What does it mean to be fully human? By trying to understand our ancestors we can try to understand ourselves. Modern humans are said to have evolved around 40,000 years ago, this is when greater complexity emerges in the archeological records – cave art, beads, instruments and so forth. This burst in human activity is sometimes linked to the emergence of language. And, while the emergence of language in our species is still a contentious issue, there are theories as to how our increased complexity around this time was achieved.

I suspect that our ‘spiritual’ disposition must have emerged around this time. We were ‘communicating’ with another world. Our burials suggest a belief in another life. Our art suggests supernatural tendencies. And, certainly, ethnographic records of indigenous communities show strong religious practices. Was it this connection to (what was for us) another ‘dimension’ that separated humans so definitively from the rest of the animal world?

This sense of the sublime, the religious, the symbolic, seems to be quintessentially human. It is deeply rooted in our psyches. But today, in our postindustrial, secular and technological world, the clash between materialism and our deep symbolic nature causes ruptures and disease.

As such, it is not only the interface between science and religion that interests me. It is the place in our society for science in comparison with that of the sublime, of art, of madness. We can feel, like deep chords of music, the vibrations of truth when we hear it. And this is not a product of reason. This is a vast, intuitive sense that comes from being human, from being – at base – unified with one another and the planet. This experiential knowledge cannot be measured – it is a truth that is known only through the living of it.

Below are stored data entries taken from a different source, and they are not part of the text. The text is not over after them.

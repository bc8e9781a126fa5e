use proptest::prelude::*;

use sparsebench::config::ConvGeometry;
use sparsebench::conv::{conv2d, constant_kernel, ConvAlgorithm};
use sparsebench::sparse::{extract_nonzeros, sparse_conv2d, RulebookPolicy, SparseConvPlan};
use sparsebench::tensor::FeatureMap;

/// A sparse map with small integer values plus a geometry that fits it.
fn sparse_case() -> impl Strategy<Value = (FeatureMap, ConvGeometry)> {
    (3usize..12, 3usize..12, 1usize..4, 0usize..2).prop_flat_map(|(h, w, oc, pad)| {
        let cells = proptest::collection::vec(prop_oneof![4 => Just(0i8), 1 => -3i8..=3], h * w);
        cells.prop_map(move |cells| {
            let values = cells.into_iter().map(f32::from).collect();
            let map = FeatureMap::from_rows(h, w, values).unwrap();
            let g = ConvGeometry::single_channel(h, w, oc, 3).with_padding(pad);
            (map, g)
        })
    })
}

proptest! {
    #[test]
    fn explicit_sparse_matches_dense((map, g) in sparse_case()) {
        let kernel = constant_kernel(&g, 0.5);
        let dense = conv2d(ConvAlgorithm::Naive, map.as_tensor(), &kernel, &g).unwrap();
        let sparse = sparse_conv2d(&map, &kernel, &g, RulebookPolicy::Explicit).unwrap();
        // integers times 0.5 sum exactly in f32
        prop_assert_eq!(sparse, dense);
    }

    #[test]
    fn nonzeros_are_row_major_and_complete((map, _g) in sparse_case()) {
        let nonzeros = extract_nonzeros(&map);
        prop_assert_eq!(nonzeros.len(), map.as_tensor().count_nonzero());
        let coords: Vec<_> = nonzeros.iter().map(|c| (c.row, c.col)).collect();
        let mut sorted = coords.clone();
        sorted.sort_unstable();
        prop_assert_eq!(coords.clone(), sorted);
        for (row, col) in coords {
            prop_assert!(map.at(row, col) != 0.0);
        }
    }

    #[test]
    fn output_coords_stay_in_bounds((map, g) in sparse_case()) {
        let plan = SparseConvPlan::build(&map, &g, RulebookPolicy::Explicit).unwrap();
        let [_, oc, oh, ow] = g.output_shape();
        prop_assert!(plan.output_coords().len() <= plan.nonzeros().len() * g.taps() * oc);
        prop_assert_eq!(plan.rulebook().len(), plan.output_coords().len());
        for coord in plan.output_coords().iter() {
            prop_assert_eq!(coord.batch, 0);
            prop_assert!(coord.out_channel < oc);
            prop_assert!(coord.row < oh);
            prop_assert!(coord.col < ow);
        }
    }

    #[test]
    fn positional_policy_accepts_exactly_full_blocks((map, g) in sparse_case()) {
        let outputs = SparseConvPlan::build(&map, &g, RulebookPolicy::Explicit).unwrap();
        let full = outputs.output_coords().len() == outputs.nonzeros().len() * g.taps() * g.out_channels;
        let positional = SparseConvPlan::build(&map, &g, RulebookPolicy::Positional);
        prop_assert_eq!(positional.is_ok(), full);
    }
}
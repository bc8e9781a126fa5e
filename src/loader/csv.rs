use std::fs::File;
use std::io::{BufRead, BufReader};
use std::path::Path;

use tracing::{debug, warn};

use crate::error::{Error, Result};
use crate::tensor::FeatureMap;

/// Read a comma-separated feature map into a `height x width` grid.
///
/// Each field is parsed as a float and rounded to the nearest integer (half
/// away from zero). Lines past `height` and fields past `width` are ignored;
/// missing lines or fields stay zero. A field that does not parse ends its
/// line.
pub fn load_feature_map(path: &Path, height: usize, width: usize) -> Result<FeatureMap> {
    let file = File::open(path).map_err(|source| Error::Io {
        path: path.to_path_buf(),
        source,
    })?;
    read_feature_map(BufReader::new(file), height, width).map_err(|source| Error::Io {
        path: path.to_path_buf(),
        source,
    })
}

/// Like [`load_feature_map`], but an unreadable file yields an all-zero map.
pub fn load_feature_map_or_zeroed(path: &Path, height: usize, width: usize) -> FeatureMap {
    match load_feature_map(path, height, width) {
        Ok(map) => map,
        Err(err) => {
            warn!("{err}; continuing with a zero-filled {height}x{width} feature map");
            FeatureMap::zeros(height, width)
        }
    }
}

/// Parse CSV rows from any buffered reader.
pub fn read_feature_map<R: BufRead>(reader: R, height: usize, width: usize) -> std::io::Result<FeatureMap> {
    let mut map = FeatureMap::zeros(height, width);
    let mut rows_read = 0usize;

    for (row, line) in reader.lines().enumerate() {
        if row >= height {
            break;
        }
        let line = line?;
        for (col, field) in line.trim_end_matches('\r').split(',').enumerate() {
            if col >= width {
                break;
            }
            match field.trim().parse::<f64>() {
                Ok(v) => map.set(row, col, v.round() as f32),
                Err(_) => {
                    warn!(row, col, field, "unparseable value, skipping rest of row");
                    break;
                }
            }
        }
        rows_read += 1;
    }

    if rows_read < height {
        debug!(rows_read, height, "feature map shorter than declared, remainder left at zero");
    }
    Ok(map)
}

#[cfg(test)]
mod tests {
    use super::*;

    #[test]
    fn rounds_half_away_from_zero() {
        let map = read_feature_map("0.5,1.49,-0.5,2.5\n".as_bytes(), 1, 4).unwrap();
        let row: Vec<f32> = (0..4).map(|c| map.at(0, c)).collect();
        assert_eq!(row, vec![1.0, 1.0, -1.0, 3.0]);
    }

    #[test]
    fn bad_field_truncates_row_only() {
        let map = read_feature_map("1,x,1\n1,1,1\n".as_bytes(), 2, 3).unwrap();
        assert_eq!(map.at(0, 0), 1.0);
        assert_eq!(map.at(0, 2), 0.0);
        assert_eq!(map.at(1, 2), 1.0);
    }
}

I don’t disparage science and the knowledge we have gained via these methods. Science, in its own way, is profound. While the truths of mathematics and physics are beyond me, those who do understand these things will swear to the beauty of the patterns they have discovered in nature. That we have elegant equations which reflect the cosmos, formulas that enable us to predict the future. Most of us will never be privy to this elegance, but there is nothing trivial here. Nothing mundane. This is truth yelling loudly, clearly – and with such abundance. Science uncovers the world – our world – and creates order out of chaos.

But the interface of my mind, of my consciousness, as I exist within this universe, results in something beyond these equations. Because there is an ‘I’ that exists here. And there are images which come from I don’t know where. All the mathematics in the world cannot account for this vivid imagery, the felt sense of these emotions … experience as it is given, as huge waves crashing upon stormy seas. Being human cannot be accounted for by equations – no matter how elegant. There is an interface – a place between. A mythic space where the source of our humanity lies. And it is in this space that we, as a species, were born. We cannot deny ourselves this source. We cannot refuse to drink from it – for it gives life, and it gives meaning, and it gives hope. It unifies us.

But as we turn our backs, as we walk away, the sun slowly sets on this moment of eternity that was ours. And as I sit and watch the last death throes of a species that will perish – I wonder, was there another way? Could we have done it differently? Or are these modes of truth so at odds with each other that we could not balance the beauty that exists between them? Why, in the end, has this schism torn us apart? In truth, it should have revealed us to ourselves.